I knocked and heard Hank shuffle across the floor. He opened the door, mumbled “Hello,” and ushered me in. Hank was hunched with age, his eyes watery blue, his hair straggly. Drab brick walls enclosed a small, sparsely furnished room. In the corner stood a sink with exposed pipes and a toilet with green linoleum curling at its base. Three plastic bags of old clothes lay amid pieces of wadded-up paper, and off to the side lay a few bags of medical supplies left by other visiting nurses. Only a bent metal chair, a three-legged table, and a tattered mattress furnished the room. Occasionally a cockroach scuttled to the nearest corner.

I settled into my routine checkup. Had he taken his insulin and his arthritis medication? Had he had anything to eat today? After checking his vital signs and blood sugar, I turned my attention to his feet. Carefully I donned gloves, stretching them over my fingers and letting them go with a snap. Hank sat down in the chair. With rough, dirty hands, he rolled up the legs of his pants.

I unwound the tape and gauze, exposing green, draining wounds with crusted edges. These ulcers needed to be washed before they could be treated and redressed. Picking up an old plastic washbasin from the floor, I scrubbed it, filled it with warm water, and grabbed my roll of paper towels.

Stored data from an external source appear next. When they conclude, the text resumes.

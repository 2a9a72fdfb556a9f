//! SQL clause types (WHERE, ORDER BY, LIMIT, OFFSET)

use crate::expr::{Dialect, Expr};
use linkmodel_core::Value;

/// WHERE clause.
#[derive(Debug, Clone)]
pub struct Where {
    expr: Expr,
}

impl Where {
    /// Create a new WHERE clause with the given expression.
    pub fn new(expr: Expr) -> Self {
        Self { expr }
    }

    /// Add an AND condition.
    pub fn and(self, expr: Expr) -> Self {
        Self {
            expr: self.expr.and(expr),
        }
    }

    /// The combined condition.
    pub fn expr(&self) -> &Expr {
        &self.expr
    }

    /// Build the WHERE clause SQL and parameters.
    pub fn build(&self) -> (String, Vec<Value>) {
        self.build_with_dialect(Dialect::default(), 0)
    }

    /// Build the WHERE clause with a dialect and parameter offset.
    pub fn build_with_dialect(&self, dialect: Dialect, offset: usize) -> (String, Vec<Value>) {
        let mut params = Vec::new();
        let sql = self.expr.build_with_dialect(dialect, &mut params, offset);
        (sql, params)
    }
}

/// ORDER BY clause.
#[derive(Debug, Clone)]
pub struct OrderBy {
    pub(crate) expr: Expr,
    pub(crate) direction: OrderDirection,
    pub(crate) nulls: Option<NullsOrder>,
}

/// Sort direction.
#[derive(Debug, Clone, Copy, Default, PartialEq, Eq)]
pub enum OrderDirection {
    #[default]
    Asc,
    Desc,
}

/// NULLS FIRST/LAST ordering.
#[derive(Debug, Clone, Copy, PartialEq, Eq)]
pub enum NullsOrder {
    First,
    Last,
}

impl OrderBy {
    /// Ascending order on a column.
    pub fn asc(column: impl Into<String>) -> Self {
        Expr::col(column).asc()
    }

    /// Descending order on a column.
    pub fn desc(column: impl Into<String>) -> Self {
        Expr::col(column).desc()
    }

    /// Set NULLS FIRST.
    pub fn nulls_first(mut self) -> Self {
        self.nulls = Some(NullsOrder::First);
        self
    }

    /// Set NULLS LAST.
    pub fn nulls_last(mut self) -> Self {
        self.nulls = Some(NullsOrder::Last);
        self
    }

    /// Generate SQL for this ORDER BY term.
    pub fn build(&self, dialect: Dialect, params: &mut Vec<Value>, offset: usize) -> String {
        let mut sql = self.expr.build_with_dialect(dialect, params, offset);

        sql.push_str(match self.direction {
            OrderDirection::Asc => " ASC",
            OrderDirection::Desc => " DESC",
        });

        if let Some(nulls) = self.nulls {
            sql.push_str(match nulls {
                NullsOrder::First => " NULLS FIRST",
                NullsOrder::Last => " NULLS LAST",
            });
        }

        sql
    }
}

/// LIMIT clause.
#[derive(Debug, Clone, Copy, PartialEq, Eq)]
pub struct Limit(pub u64);

/// OFFSET clause.
#[derive(Debug, Clone, Copy, PartialEq, Eq)]
pub struct Offset(pub u64);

Once in front of Hank, I knelt down and stooped over to carefully help him place one swollen foot in the water. I added disinfectant and began washing away street dirt and the excess drainage. He closed his eyes and heaved out a long sigh.

“That feels good,” he said simply. Then I helped him lift his foot out of the basin and place it on clean paper towels. I patted it dry and helped him lift the other foot into the water. The wound on the heel of this foot was getting black around the edges—a danger sign.

“You have to go to the clinic and get this sore checked tomorrow,” I told him. “Promise you’ll do that?” He mumbled yes.

With his heel submersed, I began bathing his foot. Suddenly in my mind flashed a picture from another time, nearly 2,000 years ago. Another room, secret from the world, the Savior on his knees, washing the feet of his Apostles.

The message came clearly to me—Hank is your brother! The thought electrified me. What I was doing for him mattered, even though it was only one small act for one person. For a moment, I sensed more clearly the pure love the Savior has for Hank, for me, and for everyone—a love that eventually will overcome all suffering.

“So after [Jesus Christ] had washed [the Apostles’] feet … and was set down again, he said unto them, Know ye what I have done to you? …

“For I have given you an example, that ye should do as I have done to you. …

“If ye know these things, happy are ye if ye do them” (John 13:12, 15, 17).

All at once, I felt privileged to be performing a similar act for my brother, and I knew it made a difference—for both of us.

  • Nancy Kirkpatrick of the Seattle Sixth Ward, Seattle Washington Stake, serves as assistant family history center director in the Seattle Stake Family History Center.